* _To do_:
Starting at the line that contains "filename src/config.rs" and ending at the line that contains "may be repeated", the lines below are to be given again exactly, with nothing added.

Top of Material provided

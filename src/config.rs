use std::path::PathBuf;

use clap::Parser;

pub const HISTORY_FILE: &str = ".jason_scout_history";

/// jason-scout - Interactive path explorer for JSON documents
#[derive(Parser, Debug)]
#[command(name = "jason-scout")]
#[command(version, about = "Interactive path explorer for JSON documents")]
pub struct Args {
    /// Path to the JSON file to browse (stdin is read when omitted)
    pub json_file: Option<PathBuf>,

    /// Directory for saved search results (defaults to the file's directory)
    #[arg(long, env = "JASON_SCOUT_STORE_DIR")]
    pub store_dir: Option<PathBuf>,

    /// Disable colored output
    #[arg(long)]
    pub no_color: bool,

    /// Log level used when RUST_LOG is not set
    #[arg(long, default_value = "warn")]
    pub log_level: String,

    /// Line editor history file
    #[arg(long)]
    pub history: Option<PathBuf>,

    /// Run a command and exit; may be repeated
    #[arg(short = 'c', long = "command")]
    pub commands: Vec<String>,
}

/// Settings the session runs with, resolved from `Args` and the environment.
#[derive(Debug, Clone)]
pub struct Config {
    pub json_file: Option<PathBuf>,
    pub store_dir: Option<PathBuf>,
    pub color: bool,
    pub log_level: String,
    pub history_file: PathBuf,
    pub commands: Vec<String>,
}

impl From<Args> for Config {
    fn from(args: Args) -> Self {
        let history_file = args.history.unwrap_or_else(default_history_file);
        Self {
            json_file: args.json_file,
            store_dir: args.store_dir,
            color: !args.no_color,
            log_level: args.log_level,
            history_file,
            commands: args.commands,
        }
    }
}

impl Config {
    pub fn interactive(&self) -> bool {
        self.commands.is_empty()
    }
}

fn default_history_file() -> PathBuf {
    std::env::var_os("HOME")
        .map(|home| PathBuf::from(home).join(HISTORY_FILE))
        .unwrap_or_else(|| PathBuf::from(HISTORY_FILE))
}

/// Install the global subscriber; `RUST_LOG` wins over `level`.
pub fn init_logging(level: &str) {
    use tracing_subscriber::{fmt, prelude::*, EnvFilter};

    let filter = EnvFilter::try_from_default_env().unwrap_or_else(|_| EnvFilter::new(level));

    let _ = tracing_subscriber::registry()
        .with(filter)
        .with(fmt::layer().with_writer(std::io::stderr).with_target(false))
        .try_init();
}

Bottom of Material provided
Top of Material provided

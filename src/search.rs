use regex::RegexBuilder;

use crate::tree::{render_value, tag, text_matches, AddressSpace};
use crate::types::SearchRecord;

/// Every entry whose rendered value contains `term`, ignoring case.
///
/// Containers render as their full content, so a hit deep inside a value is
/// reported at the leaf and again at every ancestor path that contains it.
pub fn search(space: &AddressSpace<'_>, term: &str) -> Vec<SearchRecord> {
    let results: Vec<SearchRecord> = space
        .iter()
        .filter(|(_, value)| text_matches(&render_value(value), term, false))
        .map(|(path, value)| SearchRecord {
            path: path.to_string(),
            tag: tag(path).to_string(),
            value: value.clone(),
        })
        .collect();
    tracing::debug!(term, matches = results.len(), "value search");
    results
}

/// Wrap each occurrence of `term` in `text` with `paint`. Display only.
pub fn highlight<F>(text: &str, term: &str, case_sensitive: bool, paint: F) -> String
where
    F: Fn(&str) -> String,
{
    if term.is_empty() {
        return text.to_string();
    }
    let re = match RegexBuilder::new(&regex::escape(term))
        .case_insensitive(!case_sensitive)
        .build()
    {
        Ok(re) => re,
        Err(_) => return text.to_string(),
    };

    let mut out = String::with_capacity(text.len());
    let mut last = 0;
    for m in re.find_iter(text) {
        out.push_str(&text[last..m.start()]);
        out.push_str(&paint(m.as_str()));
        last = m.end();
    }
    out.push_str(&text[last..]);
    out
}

Bottom of Material provided
Top of Material provided

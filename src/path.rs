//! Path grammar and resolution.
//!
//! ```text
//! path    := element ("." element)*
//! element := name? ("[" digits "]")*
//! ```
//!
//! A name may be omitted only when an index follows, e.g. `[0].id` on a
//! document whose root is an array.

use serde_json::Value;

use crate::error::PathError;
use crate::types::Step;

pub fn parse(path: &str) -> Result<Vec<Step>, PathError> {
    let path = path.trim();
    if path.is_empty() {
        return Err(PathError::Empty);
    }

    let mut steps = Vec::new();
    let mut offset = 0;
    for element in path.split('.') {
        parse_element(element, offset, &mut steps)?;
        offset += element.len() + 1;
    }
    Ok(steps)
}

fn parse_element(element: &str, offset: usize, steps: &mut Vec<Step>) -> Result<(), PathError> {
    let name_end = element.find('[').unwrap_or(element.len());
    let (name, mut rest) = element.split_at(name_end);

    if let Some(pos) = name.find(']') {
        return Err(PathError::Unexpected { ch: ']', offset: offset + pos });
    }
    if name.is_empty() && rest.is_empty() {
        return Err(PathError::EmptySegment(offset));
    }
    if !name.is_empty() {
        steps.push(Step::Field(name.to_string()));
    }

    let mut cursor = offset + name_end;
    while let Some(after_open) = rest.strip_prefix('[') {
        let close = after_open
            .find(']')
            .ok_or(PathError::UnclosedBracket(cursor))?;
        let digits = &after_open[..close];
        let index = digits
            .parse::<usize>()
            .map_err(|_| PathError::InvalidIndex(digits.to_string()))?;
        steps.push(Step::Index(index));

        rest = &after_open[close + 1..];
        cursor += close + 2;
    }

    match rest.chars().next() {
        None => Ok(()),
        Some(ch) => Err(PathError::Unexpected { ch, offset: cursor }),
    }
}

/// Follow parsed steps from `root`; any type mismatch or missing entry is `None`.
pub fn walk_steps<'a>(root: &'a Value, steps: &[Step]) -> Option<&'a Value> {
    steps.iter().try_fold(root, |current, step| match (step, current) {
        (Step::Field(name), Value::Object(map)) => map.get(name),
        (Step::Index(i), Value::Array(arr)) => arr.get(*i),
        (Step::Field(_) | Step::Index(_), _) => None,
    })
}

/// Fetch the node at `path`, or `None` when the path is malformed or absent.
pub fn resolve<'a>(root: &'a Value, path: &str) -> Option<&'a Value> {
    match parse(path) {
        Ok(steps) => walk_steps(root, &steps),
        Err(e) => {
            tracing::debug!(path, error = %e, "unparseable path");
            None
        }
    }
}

Bottom of Material provided

* _Your solution_:
filename src/config.rs
use std::path::PathBuf;

use clap::Parser;

pub const HISTORY_FILE: &str = ".jason_scout_history";

/// jason-scout - Interactive path explorer for JSON documents
#[derive(Parser, Debug)]
#[command(name = "jason-scout")]
#[command(version, about = "Interactive path explorer for JSON documents")]
pub struct Args {
    /// Path to the JSON file to browse (stdin is read when omitted)
    pub json_file: Option<PathBuf>,

    /// Directory for saved search results (defaults to the file's directory)
    #[arg(long, env = "JASON_SCOUT_STORE_DIR")]
    pub store_dir: Option<PathBuf>,

    /// Disable colored output
    #[arg(long)]
    pub no_color: bool,

    /// Log level used when RUST_LOG is not set
    #[arg(long, default_value = "warn")]
    pub log_level: String,

    /// Line editor history file
    #[arg(long)]
    pub history: Option<PathBuf>,

    /// Run a command and exit; may be repeated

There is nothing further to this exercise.